Scan the records for the word "EPSILON". Report each line where it occurs.

Input material below:

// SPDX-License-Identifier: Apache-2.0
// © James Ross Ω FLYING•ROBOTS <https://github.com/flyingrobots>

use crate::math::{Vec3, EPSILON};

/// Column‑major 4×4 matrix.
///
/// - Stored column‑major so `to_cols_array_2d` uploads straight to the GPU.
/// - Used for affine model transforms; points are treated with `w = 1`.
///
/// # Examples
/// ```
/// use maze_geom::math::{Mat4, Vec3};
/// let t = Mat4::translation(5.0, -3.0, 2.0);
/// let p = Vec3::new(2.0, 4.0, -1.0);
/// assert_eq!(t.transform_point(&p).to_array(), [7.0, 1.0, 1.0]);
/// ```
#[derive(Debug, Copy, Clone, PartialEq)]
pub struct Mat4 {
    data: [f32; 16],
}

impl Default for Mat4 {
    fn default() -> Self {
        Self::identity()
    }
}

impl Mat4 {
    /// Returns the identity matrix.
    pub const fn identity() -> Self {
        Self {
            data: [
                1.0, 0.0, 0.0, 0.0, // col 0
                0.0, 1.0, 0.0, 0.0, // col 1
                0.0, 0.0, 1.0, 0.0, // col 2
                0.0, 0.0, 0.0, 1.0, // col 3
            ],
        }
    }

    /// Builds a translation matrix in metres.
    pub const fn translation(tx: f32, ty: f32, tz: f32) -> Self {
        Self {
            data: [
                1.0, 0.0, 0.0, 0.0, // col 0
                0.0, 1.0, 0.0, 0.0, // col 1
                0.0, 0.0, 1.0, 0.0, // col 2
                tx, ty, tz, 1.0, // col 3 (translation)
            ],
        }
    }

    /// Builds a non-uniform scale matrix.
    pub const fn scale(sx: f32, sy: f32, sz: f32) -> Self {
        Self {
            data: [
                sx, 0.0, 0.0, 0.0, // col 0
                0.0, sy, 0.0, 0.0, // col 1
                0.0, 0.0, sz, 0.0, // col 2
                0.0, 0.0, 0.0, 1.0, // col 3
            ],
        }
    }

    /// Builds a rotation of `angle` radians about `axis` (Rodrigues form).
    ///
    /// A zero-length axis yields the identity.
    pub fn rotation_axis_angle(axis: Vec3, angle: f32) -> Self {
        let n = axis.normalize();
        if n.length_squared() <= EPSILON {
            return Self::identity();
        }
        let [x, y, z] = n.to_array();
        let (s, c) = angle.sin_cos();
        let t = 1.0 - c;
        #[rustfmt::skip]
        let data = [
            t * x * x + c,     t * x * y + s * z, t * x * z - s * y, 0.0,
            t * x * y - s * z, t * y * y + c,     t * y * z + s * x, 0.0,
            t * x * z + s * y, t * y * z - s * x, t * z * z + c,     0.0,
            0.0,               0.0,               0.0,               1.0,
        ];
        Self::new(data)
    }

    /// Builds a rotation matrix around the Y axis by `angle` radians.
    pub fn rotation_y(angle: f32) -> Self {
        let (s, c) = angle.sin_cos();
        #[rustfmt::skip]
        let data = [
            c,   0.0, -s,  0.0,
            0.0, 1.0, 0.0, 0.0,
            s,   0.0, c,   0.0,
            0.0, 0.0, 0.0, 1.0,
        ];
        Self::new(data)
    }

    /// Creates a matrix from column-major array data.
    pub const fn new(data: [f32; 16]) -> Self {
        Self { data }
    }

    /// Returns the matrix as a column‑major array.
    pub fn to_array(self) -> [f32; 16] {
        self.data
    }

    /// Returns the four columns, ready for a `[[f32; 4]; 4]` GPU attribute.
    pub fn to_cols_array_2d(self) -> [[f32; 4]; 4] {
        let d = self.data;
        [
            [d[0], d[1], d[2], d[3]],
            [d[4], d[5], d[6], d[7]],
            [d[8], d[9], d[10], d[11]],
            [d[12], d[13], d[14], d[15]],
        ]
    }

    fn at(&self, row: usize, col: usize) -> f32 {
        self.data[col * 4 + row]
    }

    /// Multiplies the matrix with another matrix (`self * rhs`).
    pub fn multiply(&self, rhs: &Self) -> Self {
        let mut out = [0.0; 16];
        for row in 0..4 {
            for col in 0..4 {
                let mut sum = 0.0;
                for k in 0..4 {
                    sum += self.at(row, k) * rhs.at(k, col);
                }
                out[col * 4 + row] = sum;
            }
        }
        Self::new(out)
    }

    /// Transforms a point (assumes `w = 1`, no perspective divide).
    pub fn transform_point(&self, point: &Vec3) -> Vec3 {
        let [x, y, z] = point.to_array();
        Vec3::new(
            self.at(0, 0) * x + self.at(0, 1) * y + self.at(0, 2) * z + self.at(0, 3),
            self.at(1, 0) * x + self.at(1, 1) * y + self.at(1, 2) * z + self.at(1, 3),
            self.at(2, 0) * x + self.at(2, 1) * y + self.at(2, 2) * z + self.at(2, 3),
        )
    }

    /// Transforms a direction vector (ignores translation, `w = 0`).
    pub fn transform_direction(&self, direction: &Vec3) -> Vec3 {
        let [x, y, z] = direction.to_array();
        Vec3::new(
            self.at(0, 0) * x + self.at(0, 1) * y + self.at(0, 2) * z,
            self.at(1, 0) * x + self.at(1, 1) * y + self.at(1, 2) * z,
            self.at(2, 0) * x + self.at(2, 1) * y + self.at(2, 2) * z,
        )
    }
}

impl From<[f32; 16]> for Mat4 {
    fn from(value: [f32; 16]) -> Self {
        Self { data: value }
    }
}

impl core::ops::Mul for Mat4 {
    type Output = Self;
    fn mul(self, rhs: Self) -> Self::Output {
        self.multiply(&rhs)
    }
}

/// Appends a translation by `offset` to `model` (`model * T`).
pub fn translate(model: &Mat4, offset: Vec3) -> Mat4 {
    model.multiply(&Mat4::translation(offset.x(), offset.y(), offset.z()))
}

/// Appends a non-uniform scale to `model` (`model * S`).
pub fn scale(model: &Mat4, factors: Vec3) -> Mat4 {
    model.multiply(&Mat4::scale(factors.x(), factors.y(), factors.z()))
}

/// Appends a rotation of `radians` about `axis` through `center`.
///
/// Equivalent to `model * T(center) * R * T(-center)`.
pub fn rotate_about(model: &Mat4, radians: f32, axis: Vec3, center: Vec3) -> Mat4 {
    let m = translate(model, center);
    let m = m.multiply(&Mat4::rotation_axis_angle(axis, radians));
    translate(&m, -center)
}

End of Input material.
Input material below:

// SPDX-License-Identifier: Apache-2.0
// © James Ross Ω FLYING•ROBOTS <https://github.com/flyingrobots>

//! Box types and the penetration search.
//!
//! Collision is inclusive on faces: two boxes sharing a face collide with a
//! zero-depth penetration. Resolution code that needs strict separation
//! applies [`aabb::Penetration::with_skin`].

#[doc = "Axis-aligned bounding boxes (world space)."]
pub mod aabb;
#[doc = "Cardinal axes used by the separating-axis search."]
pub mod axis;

End of Input material.

== Your response ==
use crate::math::{Vec3, EPSILON};
        if n.length_squared() <= EPSILON {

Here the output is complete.